The typical family’s income slips by more than $12,000 in the year after a breadwinner suffers a critical illness such as a heart attack, stroke or cancer, according to a study by Metropolitan Life Insurance Company.

This reduction of income isn’t primarily due to lack of medical coverage. It is actually attributed to the inability to work and earn an income. The approximate out-of-pocket medical expenses add about $3,000 dollars of extra costs during the first post-diagnosis year.

Despite these side effects, MetLife found that almost half of Americans with full-time jobs did not even have $5,000 dollars’ worth of accessible savings to cover a major illness diagnosis. More than 28% did not have at least $500 dollars in savings. 

The MetLife study also showed that:

  • In the event of a medical emergency, two-thirds of American workers had three months or less in available savings.
  • Only one-fifth of women and one-third of men were “very confident” that a financial emergency could be handled with their rainy-day fund.
  • A little more than half of those with a full-time job were extremely or somewhat concerned about the possibility of a critical illness impacting the financial stability of their family.

The study concluded that many Americans are unprepared to deal with the short- and long-term loss of income and out-of-pocket expense that is all too often associated with critical illness.
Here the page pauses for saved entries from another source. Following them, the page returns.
//! Client error taxonomy.
//!
//! One umbrella enum so callers match on a single type, with the kinds a
//! presentation layer must distinguish kept distinct: wrong state, not
//! permitted, signature rejected, record missing, record orphaned. Lower
//! layers convert in via `#[from]`.

use covenant_core::{CodecError, LifecycleError};

use crate::ledger::LedgerError;
use crate::signer::SignerError;

/// Error types for client operations.
#[derive(Debug, thiserror::Error)]
pub enum ClientError {
    /// No agreement stored under the id
    #[error("Agreement not found: {0}")]
    NotFound(String),

    /// Record written but the index append failed; the record exists and is
    /// not enumerable
    #[error("Agreement {id} stored but not indexed: {reason}")]
    OrphanRecord { id: String, reason: String },

    /// Stored index bytes are not a JSON id array; callers recover this as
    /// an empty index
    #[error("Agreement index is corrupt: {0}")]
    IndexCorrupt(String),

    /// No account is connected
    #[error("No connected account")]
    NotConnected,

    /// Signature refused or failed; no decryption was performed
    #[error("Disclosure authorization denied: {0}")]
    AuthorizationDenied(#[from] SignerError),

    /// Ledger access failed
    #[error(transparent)]
    Ledger(#[from] LedgerError),

    /// Term encryption or decryption failed
    #[error(transparent)]
    Codec(#[from] CodecError),

    /// Lifecycle guard violation
    #[error(transparent)]
    Lifecycle(#[from] LifecycleError),

    /// Record or index JSON could not be produced or parsed
    #[error("Serialization error: {0}")]
    Serialization(#[from] serde_json::Error),
}

impl ClientError {
    /// Whether this failure is the holder refusing to approve, as opposed
    /// to a mechanical error. Refusals need a fresh user-initiated attempt
    /// and must never be retried automatically.
    pub fn is_user_rejection(&self) -> bool {
        matches!(
            self,
            Self::Ledger(LedgerError::Rejected) | Self::AuthorizationDenied(SignerError::Rejected)
        )
    }
}

#[cfg(test)]
mod tests {
    use super::*;

    #[test]
    fn test_rejection_detection() {
        assert!(ClientError::from(LedgerError::Rejected).is_user_rejection());
        assert!(ClientError::from(SignerError::Rejected).is_user_rejection());

        assert!(!ClientError::NotConnected.is_user_rejection());
        assert!(!ClientError::from(SignerError::Failed("boom".into())).is_user_rejection());
        assert!(!ClientError::from(LedgerError::Backend("boom".into())).is_user_rejection());
    }

    #[test]
    fn test_lifecycle_kinds_distinct() {
        use covenant_core::{AgreementStatus, LifecycleEvent};

        let invalid = ClientError::from(LifecycleError::InvalidTransition {
            from: AgreementStatus::Draft,
            event: LifecycleEvent::Execute,
        });
        let unauthorized = ClientError::from(LifecycleError::Unauthorized {
            event: LifecycleEvent::Sign,
        });

        assert!(matches!(
            invalid,
            ClientError::Lifecycle(LifecycleError::InvalidTransition { .. })
        ));
        assert!(matches!(
            unauthorized,
            ClientError::Lifecycle(LifecycleError::Unauthorized { .. })
        ));
    }
}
Another aspect of the study may reveal the reason so many are unprepared: every surveyed patient had medical insurance, but only 7% had critical illness insurance and only 4% had cancer coverage.

Critical illness insurance

The purpose of critical illness insurance is to provide a one-time or lump-sum payment to assist in offsetting the out-of-pocket expenses associated with certain critical illnesses.

Applicable critical illnesses may include an organ transplant, heart attack, stroke, cancer, loss of vision, burns, HIV, or kidney failure. The critical illness insurance is not a replacement for standard health insurance or disability insurance. The design is purely to supplement such policies. 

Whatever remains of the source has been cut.